Um Telenotarzt zu werden, bedarf es großer Erfahrung und einer Zusatzausbildung. Matthias Franke will diese im Oktober absolvieren. Er rechnet mit einigen Telenotärzten im Land, die kreisübergreifend arbeiten werden. Der müsse schließlich auch nicht um die Ecke sein, meint Franke und verweist noch auf einen zweiten Aspekt, der die notfallmedizinische Versorgung in Lüchow-Dannenberg deutlich verbessern könnte. Denn nach einem Notfall kommen Patienten häufig in Spezialkliniken außerhalb des Kreisgebietes – und mit ihm fährt der Notarzt oder ein anderer geeigneter Mediziner, der damit erst einmal abwesend ist. Bei diesen sogenannten Sekundärtransporten könnte künftig der Telenotarzt das Personal der Klinik entlasten.

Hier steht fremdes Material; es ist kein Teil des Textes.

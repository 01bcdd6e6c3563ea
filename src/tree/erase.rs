//! Transplant, erase and erase fixup.

use tracing::trace;

use super::{Color, NodeId, RedBlackTree, Side};
use crate::error::TreeError;

impl<K: Copy> RedBlackTree<K> {
    /// Removes a node from the tree and returns its key.
    ///
    /// The handle, and only that handle, becomes stale. Handles to every other
    /// node stay valid.
    ///
    /// # Errors
    ///
    /// Returns [`TreeError::StaleHandle`] if the node has already been erased.
    ///
    /// # Complexity
    ///
    /// O(log N)
    ///
    /// # Examples
    ///
    /// ```rust
    /// use redblack::tree::RedBlackTree;
    ///
    /// let mut tree = RedBlackTree::new();
    /// tree.try_extend([2, 1, 3]).unwrap();
    ///
    /// let root = tree.root().unwrap();
    /// assert_eq!(tree.erase(root).unwrap(), 2);
    /// assert_eq!(tree.to_vec(), vec![1, 3]);
    /// assert!(tree.erase(root).is_err());
    /// ```
    pub fn erase(&mut self, id: NodeId) -> Result<K, TreeError> {
        let target = self.resolve(id)?;
        let target_left = self.child_of(target, Side::Left);
        let target_right = self.child_of(target, Side::Right);

        // `hole` takes the structural position that lost a node; it may be
        // absent, so its parent is tracked alongside it.
        let (hole, hole_parent, removed_color) = match (target_left, target_right) {
            (None, _) => {
                let parent = self.parent_of(target);
                self.transplant(target, target_right);
                (target_right, parent, self.node(target).color)
            }
            (Some(_), None) => {
                let parent = self.parent_of(target);
                self.transplant(target, target_left);
                (target_left, parent, self.node(target).color)
            }
            (Some(left), Some(right)) => {
                let successor = self.subtree_extreme(right, Side::Left);
                let removed_color = self.node(successor).color;
                let hole = self.child_of(successor, Side::Right);

                let hole_parent = if self.parent_of(successor) == Some(target) {
                    successor
                } else {
                    let Some(successor_parent) = self.parent_of(successor) else {
                        unreachable!("successor below a two-child node has a parent")
                    };
                    self.transplant(successor, hole);
                    self.node_mut(successor).set_child(Side::Right, Some(right));
                    self.node_mut(right).parent = Some(successor);
                    successor_parent
                };

                self.transplant(target, Some(successor));
                self.node_mut(successor).set_child(Side::Left, Some(left));
                self.node_mut(left).parent = Some(successor);
                let target_color = self.node(target).color;
                self.set_color(successor, target_color);

                (hole, Some(hole_parent), removed_color)
            }
        };

        if removed_color == Color::Black {
            self.erase_fixup(hole, hole_parent);
        }

        let removed = self.release(target);
        self.length -= 1;
        trace!(index = target, len = self.length, "erased node");
        Ok(removed.key)
    }

    /// Puts the subtree rooted at `replacement` where `target` hangs, and
    /// gives it `target`'s parent. `target`'s own links are left untouched.
    fn transplant(&mut self, target: usize, replacement: Option<usize>) {
        let parent = self.parent_of(target);
        self.replace_child(parent, target, replacement);
        self.set_parent(replacement, parent);
    }

    /// Restores the black-height invariant after a black node was removed
    /// from above `hole`. `parent` is `hole`'s parent, passed explicitly
    /// because `hole` may be absent.
    fn erase_fixup(&mut self, mut hole: Option<usize>, mut parent: Option<usize>) {
        while let Some(above) = parent
            && self.color_of(hole) == Color::Black
        {
            let side = self.side_of(above, hole);
            let far = side.opposite();

            // The hole's side is one black short, so the other side holds at
            // least one black node.
            let Some(mut sibling) = self.child_of(above, far) else {
                break;
            };

            if self.node(sibling).color == Color::Red {
                trace!(above, "erase fixup: red sibling, rotate at parent");
                self.set_color(sibling, Color::Black);
                self.set_color(above, Color::Red);
                self.rotate(above, side);
                let Some(next) = self.child_of(above, far) else {
                    unreachable!("red sibling had black children")
                };
                sibling = next;
            }

            let near_nephew = self.child_of(sibling, side);
            let far_nephew = self.child_of(sibling, far);
            if self.color_of(near_nephew) == Color::Black
                && self.color_of(far_nephew) == Color::Black
            {
                trace!(above, "erase fixup: black nephews, recolor and ascend");
                self.set_color(sibling, Color::Red);
                hole = Some(above);
                parent = self.parent_of(above);
                continue;
            }

            if self.color_of(far_nephew) == Color::Black {
                trace!(above, "erase fixup: red near nephew, rotate at sibling");
                if let Some(near) = near_nephew {
                    self.set_color(near, Color::Black);
                }
                self.set_color(sibling, Color::Red);
                self.rotate(sibling, far);
                let Some(next) = self.child_of(above, far) else {
                    unreachable!("rotation lifted the near nephew")
                };
                sibling = next;
            }

            trace!(above, "erase fixup: red far nephew, rotate at parent");
            let above_color = self.node(above).color;
            self.set_color(sibling, above_color);
            self.set_color(above, Color::Black);
            if let Some(far) = self.child_of(sibling, far) {
                self.set_color(far, Color::Black);
            }
            self.rotate(above, side);
            hole = self.root;
            parent = None;
        }

        if let Some(hole) = hole {
            self.set_color(hole, Color::Black);
        }
    }
}

impl<K: Ord + Copy> RedBlackTree<K> {
    /// Removes a node holding `key` and returns the key.
    ///
    /// When several nodes hold `key`, the one [`find`](Self::find) returns is
    /// removed.
    ///
    /// # Errors
    ///
    /// Returns [`TreeError::KeyNotFound`] if no node holds `key`.
    ///
    /// # Examples
    ///
    /// ```rust
    /// use redblack::error::TreeError;
    /// use redblack::tree::RedBlackTree;
    ///
    /// let mut tree = RedBlackTree::new();
    /// tree.try_extend([4, 4, 9]).unwrap();
    ///
    /// assert_eq!(tree.remove(&4).unwrap(), 4);
    /// assert_eq!(tree.to_vec(), vec![4, 9]);
    /// assert!(matches!(tree.remove(&7), Err(TreeError::KeyNotFound)));
    /// ```
    pub fn remove(&mut self, key: &K) -> Result<K, TreeError> {
        let Some(id) = self.find(key) else {
            trace!("remove: key not found");
            return Err(TreeError::KeyNotFound);
        };
        self.erase(id)
    }
}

Die Notwendigkeit sieht auch Dannenbergs Krankenhaus­direktor Hans-Werner Kuska. Es zeichne sich ab, dass die Besetzung der Dienste über die Jahre immer schwieriger werde, weil junge Ärztinnen und Ärzte immer weniger die erforderliche Ausbildung absolvierten und auch zu familiär ungünstigen Zeiten stattfindende Einsätze nicht leisten wollten. Kuska sieht wie Franke derzeit Probleme, den Landkreis im Notfall genügend zu versorgen. Demnach könnten die besonderen geografischen Voraussetzungen und die Streckenlänge beziehungsweise die zeitliche Entfernung zwischen den Eckpunkten des Landkreisgebietes in der jetzigen Organisationsform zu schwierig abzudeckenden Situationen führen. Unabhängig vom Einzelfall sei daher jeglicher Einsatz von technischen Hilfsmitteln außerordentlich zu begrüßen, erklärt Kuska. Und: Falle die Bewertung bei Ärzten, Krankenkassen und Landkreis positiv aus, biete die Telemedizin erhebliche Chancen der Versorgungssicherung und -unterstützung.

Das Pilotprojekt in Goslar hat gezeigt, dass in etwa jedem zweiten Einsatz kein Notarzt erforderlich gewesen wäre. Ein Telenotarzt könnte in einem solchen Fall seine räumliche Unabhängigkeit ausspielen und sich schnell anderen Einsätzen zuwenden. Bei einer Informationsrunde in Goslar über das neue Fernmedizinsystem stellte sich heraus, dass der Telenotarzt aber kein vollständiger Ersatz sein werde und bestimmte Ernstfälle weiterhin eine Vor-Ort-Präsenz benötigen. Inzwischen würden in Niedersachsen rund 1,2 Millionen Menschen durch das Telenotarztsystem erreicht.